//! Time-based watchers: cron, interval, once.

use async_trait::async_trait;
use chrono::{DateTime, Utc};
use croner::Cron;
use std::sync::Mutex;
use std::time::Duration;
use tokio::task::JoinHandle;

use super::{FireCallback, Watcher};
use crate::errors::{BridgeError, BridgeResult};
use crate::triggers::models::{TriggerDefinition, TriggerFireEvent};

/// Shared identity snapshot the spawned loops stamp onto fire events.
#[derive(Clone, Debug)]
pub(crate) struct TriggerIdent {
    pub trigger_id: String,
    pub trigger_name: String,
}

impl TriggerIdent {
    pub(crate) fn of(trigger: &TriggerDefinition) -> Self {
        Self {
            trigger_id: trigger.trigger_id.clone(),
            trigger_name: trigger.name.clone(),
        }
    }

    pub(crate) fn event(&self, event_type: &str, payload: serde_json::Value) -> TriggerFireEvent {
        TriggerFireEvent {
            trigger_id: self.trigger_id.clone(),
            trigger_name: self.trigger_name.clone(),
            event_type: event_type.to_string(),
            fired_at: Utc::now(),
            payload,
        }
    }
}

#[derive(Debug)]
pub struct CronWatcher {
    ident: TriggerIdent,
    schedule: String,
    task: Mutex<Option<JoinHandle<()>>>,
}

impl CronWatcher {
    pub fn new(trigger: &TriggerDefinition, schedule: &str) -> BridgeResult<Self> {
        parse_cron(schedule)?;
        Ok(Self {
            ident: TriggerIdent::of(trigger),
            schedule: schedule.to_string(),
            task: Mutex::new(None),
        })
    }
}

fn parse_cron(schedule: &str) -> BridgeResult<Cron> {
    Cron::new(schedule)
        .with_seconds_optional()
        .parse()
        .map_err(|e| BridgeError::WatcherFailed(format!("bad cron '{schedule}': {e}")))
}

#[async_trait]
impl Watcher for CronWatcher {
    async fn start(&self, callback: FireCallback) -> BridgeResult<()> {
        let ident = self.ident.clone();
        let cron = parse_cron(&self.schedule)?;
        let handle = tokio::spawn(async move {
            loop {
                // Next occurrence is recomputed after every fire.
                let now = Utc::now();
                let next: DateTime<Utc> = match cron.find_next_occurrence(&now, false) {
                    Ok(next) => next,
                    Err(e) => {
                        tracing::error!(trigger = %ident.trigger_id, error = %e, "cron schedule exhausted");
                        return;
                    }
                };
                let wait = (next - now).to_std().unwrap_or(Duration::ZERO);
                tokio::time::sleep(wait).await;
                callback(ident.event(
                    "cron.tick",
                    serde_json::json!({"scheduled_for": next.to_rfc3339()}),
                ));
            }
        });
        store_task(&self.task, handle);
        Ok(())
    }

    async fn stop(&self) {
        abort_task(&self.task);
    }
}

pub struct IntervalWatcher {
    ident: TriggerIdent,
    seconds: f64,
    task: Mutex<Option<JoinHandle<()>>>,
}

impl IntervalWatcher {
    pub fn new(trigger: &TriggerDefinition, seconds: f64) -> Self {
        Self {
            ident: TriggerIdent::of(trigger),
            seconds,
            task: Mutex::new(None),
        }
    }
}

#[async_trait]
impl Watcher for IntervalWatcher {
    async fn start(&self, callback: FireCallback) -> BridgeResult<()> {
        let ident = self.ident.clone();
        let period = Duration::from_secs_f64(self.seconds.max(0.001));
        let handle = tokio::spawn(async move {
            loop {
                tokio::time::sleep(period).await;
                callback(ident.event("interval.tick", serde_json::json!({})));
            }
        });
        store_task(&self.task, handle);
        Ok(())
    }

    async fn stop(&self) {
        abort_task(&self.task);
    }
}

/// Fires once at a wall-clock instant, then falls silent; the daemon
/// deactivates the trigger on the fire.
pub struct OnceWatcher {
    ident: TriggerIdent,
    at: DateTime<Utc>,
    task: Mutex<Option<JoinHandle<()>>>,
}

impl OnceWatcher {
    pub fn new(trigger: &TriggerDefinition, at: DateTime<Utc>) -> Self {
        Self {
            ident: TriggerIdent::of(trigger),
            at,
            task: Mutex::new(None),
        }
    }
}

#[async_trait]
impl Watcher for OnceWatcher {
    async fn start(&self, callback: FireCallback) -> BridgeResult<()> {
        let ident = self.ident.clone();
        let at = self.at;
        let handle = tokio::spawn(async move {
            let wait = (at - Utc::now()).to_std().unwrap_or(Duration::ZERO);
            tokio::time::sleep(wait).await;
            callback(ident.event(
                "once.fired",
                serde_json::json!({"scheduled_for": at.to_rfc3339()}),
            ));
        });
        store_task(&self.task, handle);
        Ok(())
    }

    async fn stop(&self) {
        abort_task(&self.task);
    }
}

pub(crate) fn store_task(slot: &Mutex<Option<JoinHandle<()>>>, handle: JoinHandle<()>) {
    if let Ok(mut task) = slot.lock() {
        if let Some(old) = task.replace(handle) {
            old.abort();
        }
    }
}

pub(crate) fn abort_task(slot: &Mutex<Option<JoinHandle<()>>>) {
    if let Ok(mut task) = slot.lock() {
        if let Some(handle) = task.take() {
            handle.abort();
        }
    }
}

> [ACTIVITY]:
Please give the number of lines in the data above where the word "sleep" appears, and nothing besides.

> [RESPONSE TO THIS EXERCISE]:
3